Jumat, 02 September 2016

Because they can!


Today’s Managing Health Care Costs Number is $5.4 million

 Mylan Share Price 



Gretchen Morgenstern’s weekend “Fair Game” column is posted on the NYT website today – it reviews the implications of Mylan’s price increases for EpiPen on executive compensation.

Mylan put in place a special stock grant in 2014 which will be worth over $13 million to its CEO if the company meets its earnings and stock price goals – and could be worth far more. EpiPen’s price increases have been critical to achieving higher earnings and share price.

A company spokesman denied that EpiPen could have a big impact on the stock grant:

Mylan has a large and diverse business, with more than 2,700 products sold in 165 countries and 600 products sold in the U.S. alone. The targets set forth in the one-time special program were not and are not practically achievable based on pricing of any single product.

Not true.  EpiPen represents $1 billion in revenue (of total $9.5 in revenue).   Given that epinephrine costs only a few pennies and all the technology in the injectors is from the 1980s – virtually all EpiPen sales represent gross margin.  The drug needs little marketing – so margin contribution for each unit sold is the vast majority of sales revenue.  Mylan’s net income was $1.46b (2015), $1.34B (2014), and 1.16B(2013) – so EpiPen profits made up a healthy portion of this. 
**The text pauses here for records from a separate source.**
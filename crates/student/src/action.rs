use serde::{Deserialize, Serialize};

use crate::error::EnvError;

const FIELD_NAMES: [&str; 5] = [
    "is_test",
    "subject",
    "test_difficulty",
    "learning_type",
    "learning_difficulty",
];

/// One multi-discrete action. Fields not used by the chosen branch are
/// still validated against their bounds.
#[derive(Clone, Copy, Debug, PartialEq, Eq, Serialize, Deserialize)]
pub struct Action {
    /// `1` tests, `0` trains
    pub is_test: usize,
    pub subject: usize,
    pub test_difficulty: usize,
    pub learning_type: usize,
    pub learning_difficulty: usize,
}

impl Action {
    #[must_use]
    pub const fn test(subject: usize, difficulty: usize) -> Self {
        Self {
            is_test: 1,
            subject,
            test_difficulty: difficulty,
            learning_type: 0,
            learning_difficulty: 0,
        }
    }

    #[must_use]
    pub const fn train(subject: usize, learning_type: usize, learning_difficulty: usize) -> Self {
        Self { is_test: 0, subject, test_difficulty: 0, learning_type, learning_difficulty }
    }

    /// Builds an action from the flat `[is_test, subject, test_difficulty,
    /// learning_type, learning_difficulty]` encoding.
    pub fn from_slice(values: &[usize]) -> Result<Self, EnvError> {
        match *values {
            [is_test, subject, test_difficulty, learning_type, learning_difficulty] => Ok(Self {
                is_test,
                subject,
                test_difficulty,
                learning_type,
                learning_difficulty,
            }),
            _ => Err(EnvError::InvalidArity { expected: 5, got: values.len() }),
        }
    }

    #[must_use]
    pub const fn to_array(&self) -> [usize; 5] {
        [
            self.is_test,
            self.subject,
            self.test_difficulty,
            self.learning_type,
            self.learning_difficulty,
        ]
    }

    #[must_use]
    pub const fn is_test(&self) -> bool {
        self.is_test == 1
    }

    /// Reports the first component outside its bound.
    pub fn validate(&self, dims: &[usize; 5]) -> Result<(), EnvError> {
        for ((value, bound), field) in self.to_array().into_iter().zip(dims).zip(FIELD_NAMES) {
            if value >= *bound {
                return Err(EnvError::InvalidAction { field, value, bound: *bound });
            }
        }
        Ok(())
    }
}

#[derive(Clone, Copy, Debug, PartialEq, Eq, Serialize, Deserialize)]
#[serde(rename_all = "lowercase")]
pub enum ActionKind {
    Train,
    Test,
}

impl std::fmt::Display for ActionKind {
    fn fmt(&self, f: &mut std::fmt::Formatter<'_>) -> std::fmt::Result {
        match self {
            ActionKind::Train => f.write_str("train"),
            ActionKind::Test => f.write_str("test"),
        }
    }
}

/// Components that add up to a step's reward.
#[derive(Clone, Copy, Debug, Default, PartialEq, Serialize, Deserialize)]
pub struct RewardBreakdown {
    /// Reward of the test or training itself
    pub action: f32,
    /// `-sqrt(step_num)`
    pub step_cost: f32,
    /// Non-zero only on the step that completes every subject
    pub completion_bonus: f32,
}

impl RewardBreakdown {
    #[must_use]
    pub fn total(&self) -> f32 {
        self.action + self.step_cost + self.completion_bonus
    }
}

/// Metadata describing the last executed action, for reporting.
///
/// Indices are zero-based; presentation layers decide how to number them.
#[derive(Clone, Debug, PartialEq, Serialize, Deserialize)]
pub struct StepInfo {
    pub action: ActionKind,
    pub subject: usize,
    /// Test difficulty for tests, learning difficulty for training
    pub difficulty: usize,
    #[serde(skip_serializing_if = "Option::is_none")]
    pub test_score: Option<f32>,
    /// Learning type actually applied, which the biased variant may override
    #[serde(skip_serializing_if = "Option::is_none")]
    pub learning_type: Option<usize>,
    #[serde(skip_serializing_if = "Option::is_none")]
    pub improvement: Option<f32>,
    pub reward: RewardBreakdown,
    pub step: usize,
    pub episode: usize,
}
It’s interesting to note that Mylan’s share priceand EpiPen price increases track very closely.  (Mylan is down about 9% in the last month – which does not show up well on the graph above).
Source

US pharmaceutical companies raise prices because they can -and raising prices absent competition is the best way to raise income, share price, and executive compensation.   Barring government price setting, common in the developed world but anathema here, we will need more competition -and government action to spur such competition.